> WHAT IS BEING ASKED
Return the full set of records, matching them character for character.

> Collected data
[Start of section]

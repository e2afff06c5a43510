//! Enemy templates and difficulty-scaled enemy creation.

use crate::character::{Ability, AbilityScores, HitPoints};
use crate::checks::Creature;
use crate::difficulty::Difficulty;
use rand::Rng;
use serde::{Deserialize, Serialize};

/// Base numbers for an enemy kind.
#[derive(Debug, Clone, PartialEq, Eq)]
pub struct EnemyTemplate {
    pub kind: &'static str,
    pub stats: AbilityScores,
    pub hp_die: u32,
    pub ac: i32,
    pub weapon: &'static str,
}

/// Every kind with a template. Unknown kinds fight as goblins.
pub const ENEMY_KINDS: [&str; 5] = ["goblin", "skeleton", "orc", "animated_furniture", "bandit"];

impl EnemyTemplate {
    pub fn for_kind(kind: &str) -> Self {
        match kind.trim().to_lowercase().as_str() {
            "skeleton" => Self {
                kind: "skeleton",
                stats: AbilityScores::new(10, 14, 15, 6, 8, 5),
                hp_die: 9,
                ac: 13,
                weapon: "rusty shortsword",
            },
            "orc" => Self {
                kind: "orc",
                stats: AbilityScores::new(16, 12, 16, 7, 11, 10),
                hp_die: 15,
                ac: 13,
                weapon: "greataxe",
            },
            "animated_furniture" | "animated furniture" => Self {
                kind: "animated_furniture",
                stats: AbilityScores::new(14, 8, 16, 1, 3, 1),
                hp_die: 10,
                ac: 12,
                weapon: "slam",
            },
            "bandit" => Self {
                kind: "bandit",
                stats: AbilityScores::new(11, 12, 12, 10, 10, 10),
                hp_die: 8,
                ac: 12,
                weapon: "scimitar",
            },
            _ => Self {
                kind: "goblin",
                stats: AbilityScores::new(8, 14, 10, 10, 8, 8),
                hp_die: 7,
                ac: 15,
                weapon: "scimitar",
            },
        }
    }
}

/// A hostile combatant.
#[derive(Debug, Clone, PartialEq, Eq, Serialize, Deserialize)]
pub struct Enemy {
    pub name: String,
    pub kind: String,
    pub level: u32,
    pub base_level: u32,
    pub difficulty: Difficulty,
    pub hp_die: u32,
    pub hp: HitPoints,
    pub ac: i32,
    pub stats: AbilityScores,
    pub weapon: String,
    #[serde(default)]
    pub inventory: Vec<String>,
    pub gold: u32,
}

impl Enemy {
    /// Create an enemy scaled by difficulty.
    ///
    /// Level becomes `max(1, floor(level * multiplier))`, each stat gains
    /// `(level - 1) / 2`, and max HP is `floor(hp_die * level * multiplier)`
    /// plus the CON modifier.
    pub fn create<R: Rng + ?Sized>(
        name: impl Into<String>,
        kind: &str,
        level: u32,
        difficulty: Difficulty,
        rng: &mut R,
    ) -> Self {
        let template = EnemyTemplate::for_kind(kind);
        let scaled = difficulty.scale_level(level);

        let mut stats = template.stats.clone();
        stats.shift_all(((scaled - 1) / 2) as i32);

        let raw_hp = (template.hp_die as f64 * scaled as f64 * difficulty.enemy_multiplier()).floor() as i32;
        let max_hp = raw_hp.saturating_add(stats.modifier(Ability::Constitution)).max(1);

        Self {
            name: name.into(),
            kind: kind.trim().to_lowercase(),
            level: scaled,
            base_level: level,
            difficulty,
            hp_die: template.hp_die,
            hp: HitPoints::full(max_hp),
            ac: template.ac,
            stats,
            weapon: template.weapon.to_string(),
            inventory: Vec::new(),
            gold: rng.gen_range(5..=15u32).saturating_mul(scaled),
        }
    }

    /// Re-level an existing enemy to `level`, shifting stats by half the
    /// level difference and resetting HP to `hp_die * level + CON`.
    pub fn rescale(&mut self, level: u32) {
        let level = level.max(1);
        let delta = (i64::from(level) - i64::from(self.level)).div_euclid(2);
        self.stats.shift_all(delta.clamp(i64::from(i32::MIN), i64::from(i32::MAX)) as i32);
        self.level = level;

        let raw_hp = i64::from(self.hp_die) * i64::from(level) + i64::from(self.stats.modifier(Ability::Constitution));
        self.hp = HitPoints::full(raw_hp.clamp(1, i64::from(i32::MAX)) as i32);
    }
}

impl Creature for Enemy {
    fn name(&self) -> &str {
        &self.name
    }

    fn abilities(&self) -> &AbilityScores {
        &self.stats
    }

    fn level(&self) -> u32 {
        self.level
    }

    fn armor_class(&self) -> i32 {
        self.ac
    }

    fn hit_points(&self) -> &HitPoints {
        &self.hp
    }

    fn hit_points_mut(&mut self) -> &mut HitPoints {
        &mut self.hp
    }

    fn weapon(&self) -> &str {
        &self.weapon
    }
}

/// Create an enemy with the thread RNG.
pub fn create_enemy(name: &str, kind: &str, level: u32, difficulty: Difficulty) -> Enemy {
    Enemy::create(name, kind, level, difficulty, &mut rand::thread_rng())
}

#[cfg(test)]
mod tests {
    use super::*;
    use rand::rngs::StdRng;
    use rand::SeedableRng;

    #[test]
    fn test_medium_goblin_level_one() {
        let mut rng = StdRng::seed_from_u64(1);
        let goblin = Enemy::create("Snik", "goblin", 1, Difficulty::Medium, &mut rng);
        assert_eq!(goblin.level, 1);
        assert_eq!(goblin.stats, AbilityScores::new(8, 14, 10, 10, 8, 8));
        // 7 * 1 * 1.0 + CON 10 (+0)
        assert_eq!(goblin.hp, HitPoints::full(7));
        assert_eq!(goblin.ac, 15);
        assert!((5..=15).contains(&goblin.gold));
    }

    #[test]
    fn test_hard_orc_scales_up() {
        let mut rng = StdRng::seed_from_u64(2);
        let orc = Enemy::create("Grom", "Orc", 4, Difficulty::Hard, &mut rng);
        // floor(4 * 1.3) = 5, stats +2
        assert_eq!(orc.level, 5);
        assert_eq!(orc.base_level, 4);
        assert_eq!(orc.stats.strength, 18);
        assert_eq!(orc.stats.constitution, 18);
        // floor(15 * 5 * 1.3) = 97, + CON 18 (+4)
        assert_eq!(orc.hp.max, 101);
        assert_eq!(orc.kind, "orc");
        assert!(orc.gold % 5 == 0 && (25..=75).contains(&orc.gold));
    }

    #[test]
    fn test_unknown_kind_uses_goblin_numbers() {
        let mut rng = StdRng::seed_from_u64(3);
        let thing = Enemy::create("Blob", "ooze", 1, Difficulty::Easy, &mut rng);
        assert_eq!(thing.kind, "ooze");
        assert_eq!(thing.ac, 15);
        // floor(7 * 1 * 0.8) = 5
        assert_eq!(thing.hp.max, 5);
    }

    #[test]
    fn test_rescale() {
        let mut rng = StdRng::seed_from_u64(4);
        let mut bandit = Enemy::create("Bandit 1", "bandit", 1, Difficulty::Medium, &mut rng);
        bandit.rescale(5);
        assert_eq!(bandit.level, 5);
        assert_eq!(bandit.stats.constitution, 14);
        // 8 * 5 + CON 14 (+2)
        assert_eq!(bandit.hp, HitPoints::full(42));
    }

    #[test]
    fn test_huge_levels_saturate() {
        let mut rng = StdRng::seed_from_u64(5);
        let mut dragon = Enemy::create("Dragon", "dragon", u32::MAX, Difficulty::Hard, &mut rng);
        assert_eq!(dragon.level, u32::MAX);
        assert_eq!(dragon.gold, u32::MAX);
        assert_eq!(dragon.stats.strength, 30);
        assert_eq!(dragon.hp.max, i32::MAX);

        dragon.rescale(1);
        assert_eq!(dragon.level, 1);
        assert_eq!(dragon.stats.strength, 1);
        assert!(dragon.hp.max >= 1);

        dragon.rescale(u32::MAX);
        assert_eq!(dragon.hp.max, i32::MAX);
    }
}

[End of section]

> RESPONSE
repository e2afff06c5a43510
//! Enemy templates and difficulty-scaled enemy creation.

use crate::character::{Ability, AbilityScores, HitPoints};
use crate::checks::Creature;
use crate::difficulty::Difficulty;
use rand::Rng;
use serde::{Deserialize, Serialize};

/// Base numbers for an enemy kind.
#[derive(Debug, Clone, PartialEq, Eq)]
pub struct EnemyTemplate {
    pub kind: &'static str,
    pub stats: AbilityScores,
    pub hp_die: u32,
    pub ac: i32,
    pub weapon: &'static str,
}

/// Every kind with a template. Unknown kinds fight as goblins.
pub const ENEMY_KINDS: [&str; 5] = ["goblin", "skeleton", "orc", "animated_furniture", "bandit"];

impl EnemyTemplate {
    pub fn for_kind(kind: &str) -> Self {
        match kind.trim().to_lowercase().as_str() {
            "skeleton" => Self {
                kind: "skeleton",
                stats: AbilityScores::new(10, 14, 15, 6, 8, 5),
                hp_die: 9,
                ac: 13,
                weapon: "rusty shortsword",
            },
            "orc" => Self {
                kind: "orc",
                stats: AbilityScores::new(16, 12, 16, 7, 11, 10),
                hp_die: 15,
                ac: 13,
                weapon: "greataxe",
            },
            "animated_furniture" | "animated furniture" => Self {
                kind: "animated_furniture",
                stats: AbilityScores::new(14, 8, 16, 1, 3, 1),
                hp_die: 10,
                ac: 12,
                weapon: "slam",
            },
            "bandit" => Self {
                kind: "bandit",
                stats: AbilityScores::new(11, 12, 12, 10, 10, 10),
                hp_die: 8,
                ac: 12,
                weapon: "scimitar",
            },
            _ => Self {
                kind: "goblin",
                stats: AbilityScores::new(8, 14, 10, 10, 8, 8),
                hp_die: 7,
                ac: 15,
                weapon: "scimitar",
            },
        }
    }
}

/// A hostile combatant.
#[derive(Debug, Clone, PartialEq, Eq, Serialize, Deserialize)]
pub struct Enemy {
    pub name: String,
    pub kind: String,
    pub level: u32,
    pub base_level: u32,
    pub difficulty: Difficulty,
    pub hp_die: u32,
    pub hp: HitPoints,
    pub ac: i32,
    pub stats: AbilityScores,
    pub weapon: String,
    #[serde(default)]
    pub inventory: Vec<String>,
    pub gold: u32,
}

impl Enemy {
    /// Create an enemy scaled by difficulty.
    ///
    /// Level becomes `max(1, floor(level * multiplier))`, each stat gains
    /// `(level - 1) / 2`, and max HP is `floor(hp_die * level * multiplier)`
    /// plus the CON modifier.
    pub fn create<R: Rng + ?Sized>(
        name: impl Into<String>,
        kind: &str,
        level: u32,
        difficulty: Difficulty,
        rng: &mut R,
    ) -> Self {
        let template = EnemyTemplate::for_kind(kind);
        let scaled = difficulty.scale_level(level);

        let mut stats = template.stats.clone();
        stats.shift_all(((scaled - 1) / 2) as i32);

        let raw_hp = (template.hp_die as f64 * scaled as f64 * difficulty.enemy_multiplier()).floor() as i32;
        let max_hp = raw_hp.saturating_add(stats.modifier(Ability::Constitution)).max(1);

        Self {
            name: name.into(),
            kind: kind.trim().to_lowercase(),
            level: scaled,
            base_level: level,
            difficulty,
            hp_die: template.hp_die,
            hp: HitPoints::full(max_hp),
            ac: template.ac,
            stats,
            weapon: template.weapon.to_string(),
            inventory: Vec::new(),
            gold: rng.gen_range(5..=15u32).saturating_mul(scaled),
        }
    }

    /// Re-level an existing enemy to `level`, shifting stats by half the
    /// level difference and resetting HP to `hp_die * level + CON`.
    pub fn rescale(&mut self, level: u32) {
        let level = level.max(1);
        let delta = (i64::from(level) - i64::from(self.level)).div_euclid(2);
        self.stats.shift_all(delta.clamp(i64::from(i32::MIN), i64::from(i32::MAX)) as i32);
        self.level = level;

        let raw_hp = i64::from(self.hp_die) * i64::from(level) + i64::from(self.stats.modifier(Ability::Constitution));
        self.hp = HitPoints::full(raw_hp.clamp(1, i64::from(i32::MAX)) as i32);
    }
}

impl Creature for Enemy {
    fn name(&self) -> &str {
        &self.name
    }

    fn abilities(&self) -> &AbilityScores {
        &self.stats
    }

    fn level(&self) -> u32 {
        self.level
    }

    fn armor_class(&self) -> i32 {
        self.ac
    }

    fn hit_points(&self) -> &HitPoints {
        &self.hp
    }

    fn hit_points_mut(&mut self) -> &mut HitPoints {
        &mut self.hp
    }

    fn weapon(&self) -> &str {
        &self.weapon
    }
}

/// Create an enemy with the thread RNG.
pub fn create_enemy(name: &str, kind: &str, level: u32, difficulty: Difficulty) -> Enemy {
    Enemy::create(name, kind, level, difficulty, &mut rand::thread_rng())
}

#[cfg(test)]
mod tests {
    use super::*;
    use rand::rngs::StdRng;
    use rand::SeedableRng;

    #[test]
    fn test_medium_goblin_level_one() {
        let mut rng = StdRng::seed_from_u64(1);
        let goblin = Enemy::create("Snik", "goblin", 1, Difficulty::Medium, &mut rng);
        assert_eq!(goblin.level, 1);
        assert_eq!(goblin.stats, AbilityScores::new(8, 14, 10, 10, 8, 8));
        // 7 * 1 * 1.0 + CON 10 (+0)
        assert_eq!(goblin.hp, HitPoints::full(7));
        assert_eq!(goblin.ac, 15);
        assert!((5..=15).contains(&goblin.gold));
    }

    #[test]
    fn test_hard_orc_scales_up() {
        let mut rng = StdRng::seed_from_u64(2);
        let orc = Enemy::create("Grom", "Orc", 4, Difficulty::Hard, &mut rng);
        // floor(4 * 1.3) = 5, stats +2
        assert_eq!(orc.level, 5);
        assert_eq!(orc.base_level, 4);
        assert_eq!(orc.stats.strength, 18);
        assert_eq!(orc.stats.constitution, 18);
        // floor(15 * 5 * 1.3) = 97, + CON 18 (+4)
        assert_eq!(orc.hp.max, 101);
        assert_eq!(orc.kind, "orc");
        assert!(orc.gold % 5 == 0 && (25..=75).contains(&orc.gold));
    }

    #[test]
    fn test_unknown_kind_uses_goblin_numbers() {
        let mut rng = StdRng::seed_from_u64(3);
        let thing = Enemy::create("Blob", "ooze", 1, Difficulty::Easy, &mut rng);
        assert_eq!(thing.kind, "ooze");
        assert_eq!(thing.ac, 15);
        // floor(7 * 1 * 0.8) = 5
        assert_eq!(thing.hp.max, 5);
    }

    #[test]
    fn test_rescale() {
        let mut rng = StdRng::seed_from_u64(4);
        let mut bandit = Enemy::create("Bandit 1", "bandit", 1, Difficulty::Medium, &mut rng);
        bandit.rescale(5);
        assert_eq!(bandit.level, 5);
        assert_eq!(bandit.stats.constitution, 14);
        // 8 * 5 + CON 14 (+2)
        assert_eq!(bandit.hp, HitPoints::full(42));
    }

    #[test]
    fn test_huge_levels_saturate() {
        let mut rng = StdRng::seed_from_u64(5);
        let mut dragon = Enemy::create("Dragon", "dragon", u32::MAX, Difficulty::Hard, &mut rng);
        assert_eq!(dragon.level, u32::MAX);
        assert_eq!(dragon.gold, u32::MAX);
        assert_eq!(dragon.stats.strength, 30);
        assert_eq!(dragon.hp.max, i32::MAX);

        dragon.rescale(1);
        assert_eq!(dragon.level, 1);
        assert_eq!(dragon.stats.strength, 1);
        assert!(dragon.hp.max >= 1);

        dragon.rescale(u32::MAX);
        assert_eq!(dragon.hp.max, i32::MAX);
    }
}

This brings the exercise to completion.